:: Task material ::
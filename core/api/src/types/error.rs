// dryrun/core/api/src/types/error.rs

use dryrun_execution::ExecutionError;
use jsonrpc_core::{Error as RpcError, ErrorCode};
use thiserror::Error;

pub const INVALID_PARAMS_CODE: i64 = -32602;
pub const NOT_FOUND_CODE: i64 = -100;
pub const INTERNAL_CODE: i64 = -500;

/// Errors surfaced to RPC callers
#[derive(Error, Debug)]
pub enum ApiError {
    #[error("Invalid params: {0}")]
    InvalidParams(String),

    #[error("{0}")]
    NotFound(String),

    #[error("{0}")]
    Internal(String),
}

impl ApiError {
    pub fn invalid(message: impl Into<String>) -> Self {
        ApiError::InvalidParams(message.into())
    }

    pub fn code(&self) -> i64 {
        match self {
            ApiError::InvalidParams(_) => INVALID_PARAMS_CODE,
            ApiError::NotFound(_) => NOT_FOUND_CODE,
            ApiError::Internal(_) => INTERNAL_CODE,
        }
    }
}

impl From<ExecutionError> for ApiError {
    fn from(error: ExecutionError) -> Self {
        match error {
            e if e.is_not_found() => ApiError::NotFound(e.to_string()),
            e @ (ExecutionError::InvalidInput(_)
            | ExecutionError::InvalidNef(_)
            | ExecutionError::InvalidManifest(_)
            | ExecutionError::TimestampRegression { .. }) => ApiError::InvalidParams(e.to_string()),
            e => ApiError::Internal(e.to_string()),
        }
    }
}

impl From<ApiError> for RpcError {
    fn from(error: ApiError) -> Self {
        let code = match error {
            ApiError::InvalidParams(_) => ErrorCode::InvalidParams,
            _ => ErrorCode::ServerError(error.code()),
        };
        RpcError {
            code,
            message: error.to_string(),
            data: None,
        }
    }
}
:::
**What is required:** Within the listing, how many lines hold the word "InvalidParams"? Answer with the number by itself.

**Exercise output:** 5